O vosso é um mundo em que os berços se tornam
sepulcros e os sepulcros se tornam berços; em que os dias
devoram as noites e as noites vomitam dias; de paz
declarando guerra e de guerra implorando paz; em que os
sorrisos flutuam sobre as lágrimas e as lágrimas brilham
nos sorrisos.
O vosso é um mundo em constante trabalho de parto,
em que a parteira é a Morte.
O vosso mundo é um mundo de crivos e peneiras, no
qual não há dois crivos ou duas peneiras iguais. E estais
sempre sofrendo a tentar passar pelo crivo o que por ele
não passa e a lutar peneirando o que se não pode peneirar.

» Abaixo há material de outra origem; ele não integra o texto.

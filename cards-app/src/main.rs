//! # Cards Application
//!
//! Binary that wires together all the components:
//! - Load configuration from environment
//! - Initialize the repository adapter
//! - Create the card and holder services with their caches
//! - Start the HTTP server

mod config;

use std::sync::Arc;

use opentelemetry::global;
use opentelemetry_sdk::{propagation::TraceContextPropagator, trace as sdktrace};
use tracing_subscriber::{layer::SubscriberExt, util::SubscriberInitExt};

use cards_hex::{CardService, HolderService, inbound::HttpServer};
use cards_repo::build_repo;

fn init_tracer() -> anyhow::Result<(sdktrace::Tracer, sdktrace::SdkTracerProvider)> {
    global::set_text_map_propagator(TraceContextPropagator::new());

    // Use gRPC exporter with batch processing (non-blocking)
    let exporter = opentelemetry_otlp::SpanExporter::builder()
        .with_tonic()
        .build()?;

    let provider = sdktrace::SdkTracerProvider::builder()
        .with_batch_exporter(exporter)
        .build();

    global::set_tracer_provider(provider.clone());

    use opentelemetry::trace::TracerProvider as _;
    Ok((provider.tracer("cards-service"), provider))
}

#[tokio::main]
async fn main() -> anyhow::Result<()> {
    // Load environment variables
    dotenvy::dotenv().ok();

    let config = config::Config::from_env()?;

    // OpenTelemetry export is opt-in
    let otel = if config.otel_enabled {
        Some(init_tracer()?)
    } else {
        None
    };
    let telemetry = otel
        .as_ref()
        .map(|(tracer, _)| tracing_opentelemetry::layer().with_tracer(tracer.clone()));

    tracing_subscriber::registry()
        .with(
            tracing_subscriber::EnvFilter::try_from_default_env()
                .unwrap_or_else(|_| "info,cards_app=debug,cards_hex=debug".into()),
        )
        .with(tracing_subscriber::fmt::layer())
        .with(telemetry)
        .init();

    tracing::info!("Starting cards server on port {}", config.port);
    tracing::info!("Using database: {}", config.database_url);

    // Build repository (handles connection and migration)
    let repo = Arc::new(build_repo(&config.database_url).await?);

    let cards = CardService::with_memory_cache(repo.clone());
    let holders = HolderService::with_memory_cache(repo);

    let server = HttpServer::new(cards, holders).with_api_version(config.api_version);
    let addr = format!("0.0.0.0:{}", config.port);

    server.run(&addr).await?;

    // Ensure traces are flushed before exit
    if let Some((_, provider)) = otel {
        let _ = provider.shutdown();
    }
    Ok(())
}
//! Stable external identifier.

use serde::{Deserialize, Serialize};
use utoipa::ToSchema;
use uuid::Uuid;

use crate::error::DomainError;

/// Globally unique identifier assigned once when a record is created.
///
/// Unlike the surrogate id it does not depend on the store, so it is the
/// identifier handed out to external systems.
#[derive(Debug, Clone, Copy, PartialEq, Eq, Hash, Serialize, Deserialize, ToSchema)]
#[serde(transparent)]
pub struct ExternalId(Uuid);

impl ExternalId {
    /// Creates a new random ExternalId.
    pub fn new() -> Self {
        Self(Uuid::new_v4())
    }

    /// Creates an ExternalId from an existing UUID.
    pub fn from_uuid(uuid: Uuid) -> Self {
        Self(uuid)
    }

    /// Returns the underlying UUID.
    pub fn as_uuid(&self) -> &Uuid {
        &self.0
    }

    /// Returns the UUID value.
    pub fn into_uuid(self) -> Uuid {
        self.0
    }
}

impl Default for ExternalId {
    fn default() -> Self {
        Self::new()
    }
}

impl std::fmt::Display for ExternalId {
    fn fmt(&self, f: &mut std::fmt::Formatter<'_>) -> std::fmt::Result {
        write!(f, "{}", self.0.hyphenated())
    }
}

impl std::str::FromStr for ExternalId {
    type Err = DomainError;

    /// Only the canonical hyphenated form is accepted.
    fn from_str(s: &str) -> Result<Self, Self::Err> {
        let s = s.trim();
        if s.len() != uuid::fmt::Hyphenated::LENGTH {
            return Err(DomainError::MalformedIdentifier(s.to_string()));
        }
        Uuid::parse_str(s)
            .map(Self)
            .map_err(|_| DomainError::MalformedIdentifier(s.to_string()))
    }
}

#[cfg(test)]
mod tests {
    use super::*;

    #[test]
    fn test_round_trips_through_text() {
        let id = ExternalId::new();
        let parsed: ExternalId = id.to_string().parse().unwrap();
        assert_eq!(parsed, id);
    }

    #[test]
    fn test_rejects_garbage() {
        let result = "not-a-uuid".parse::<ExternalId>();
        assert!(matches!(result, Err(DomainError::MalformedIdentifier(s)) if s == "not-a-uuid"));
    }

    #[test]
    fn test_rejects_non_canonical_forms() {
        let simple = "67e5504410b1426f9247bb680e5fe0c8";
        assert!(simple.parse::<ExternalId>().is_err());

        let braced = "{67e55044-10b1-426f-9247-bb680e5fe0c8}";
        assert!(braced.parse::<ExternalId>().is_err());
    }

    #[test]
    fn test_accepts_uppercase_hex() {
        let id: ExternalId = "67E55044-10B1-426F-9247-BB680E5FE0C8".parse().unwrap();
        assert_eq!(id.to_string(), "67e55044-10b1-426f-9247-bb680e5fe0c8");
    }
}
//! Repository port traits.
//!
//! This is the primary port in our hexagonal architecture.
//! Adapters (Postgres, SQLite, in-memory) implement these traits.

use crate::domain::{Card, CardId, ExternalId, Holder, HolderId, NewCard, NewHolder};
use crate::error::RepoError;
use crate::ports::{CardPredicate, HolderPredicate};

/// Storage for cards.
///
/// Implementations must report uniqueness violations as
/// [`RepoError::Conflict`] so callers can tell them apart from failures.
#[async_trait::async_trait]
pub trait CardRepository: Send + Sync + 'static {
    /// Lists all cards, ordered by id.
    async fn find_all_cards(&self) -> Result<Vec<Card>, RepoError>;

    /// Lists cards matching the predicate, ordered by id.
    async fn find_cards_by(&self, predicate: &CardPredicate) -> Result<Vec<Card>, RepoError>;

    async fn find_card_by_id(&self, id: CardId) -> Result<Option<Card>, RepoError>;

    async fn find_card_by_external_id(&self, id: ExternalId) -> Result<Option<Card>, RepoError>;

    /// Returns true if at least one card matches.
    async fn exists_card_by(&self, predicate: &CardPredicate) -> Result<bool, RepoError>;

    /// Persists a new card; the store assigns its id.
    async fn insert_card(&self, card: NewCard) -> Result<Card, RepoError>;

    /// Replaces every stored field of an existing card.
    ///
    /// Returns [`RepoError::NotFound`] if no card has that id.
    async fn replace_card(&self, card: Card) -> Result<Card, RepoError>;

    /// Deletes a card. Returns false if it did not exist.
    async fn delete_card_by_id(&self, id: CardId) -> Result<bool, RepoError>;
}

/// Storage for holders.
#[async_trait::async_trait]
pub trait HolderRepository: Send + Sync + 'static {
    /// Lists all holders, ordered by id.
    async fn find_all_holders(&self) -> Result<Vec<Holder>, RepoError>;

    /// Lists holders matching the predicate, ordered by id.
    async fn find_holders_by(&self, predicate: &HolderPredicate)
    -> Result<Vec<Holder>, RepoError>;

    async fn find_holder_by_id(&self, id: HolderId) -> Result<Option<Holder>, RepoError>;

    /// Persists a new holder; the store assigns its id.
    async fn insert_holder(&self, holder: NewHolder) -> Result<Holder, RepoError>;

    /// Replaces every stored field of an existing holder.
    ///
    /// Returns [`RepoError::NotFound`] if no holder has that id.
    async fn replace_holder(&self, holder: Holder) -> Result<Holder, RepoError>;

    /// Deletes a holder only if no card matches `still_referenced`.
    ///
    /// The card check and the delete run in one store transaction.
    /// Returns false if the holder was not deleted because a matching card
    /// exists or the holder is already gone.
    async fn delete_holder_unreferenced(
        &self,
        id: HolderId,
        still_referenced: &CardPredicate,
    ) -> Result<bool, RepoError>;
}

/// A store holding both entities.
pub trait Repository: CardRepository + HolderRepository {}

impl<T: CardRepository + HolderRepository> Repository for T {}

O vosso é um mundo dividido contra si mesmo
porque o vosso eu é assim dividido.
O vosso é um mundo de barreiras e de cercas porque
o vosso eu é uma dessas barreiras e cercas. Ele põe uma
cerca para que aquilo que lhe é estranho não entre e
estabelece outra para aquilo que lhe é afim não saia. No
entanto, o que está para fora da cerca, se põe a passar para
o lado de dentro e o que está dentro se põe a passar para o
lado de fora, pois, sendo ambos prole da mesma mãe — e
também o vosso eu — não podem ser separados.
E vós, em vez de vos regozijardes com a sua feliz
união, tornais a cingir-vos para o infrutífero trabalho de
separar o inseparável. Em vez de estabelecerdes a divisão
de vosso eu, despedaçais a vossa vida na vã tentativa de
fazer uma cunha com a qual possais separar aquilo que
pensais ser o vosso eu, daquilo que julgais não ser o vosso
eu. Eis porque as palavras dos homens são embebidas de
veneno. Eis porque são os seus dias ébrios de tristeza. Eis
porque são as suas noites tão atormentadas pela dor.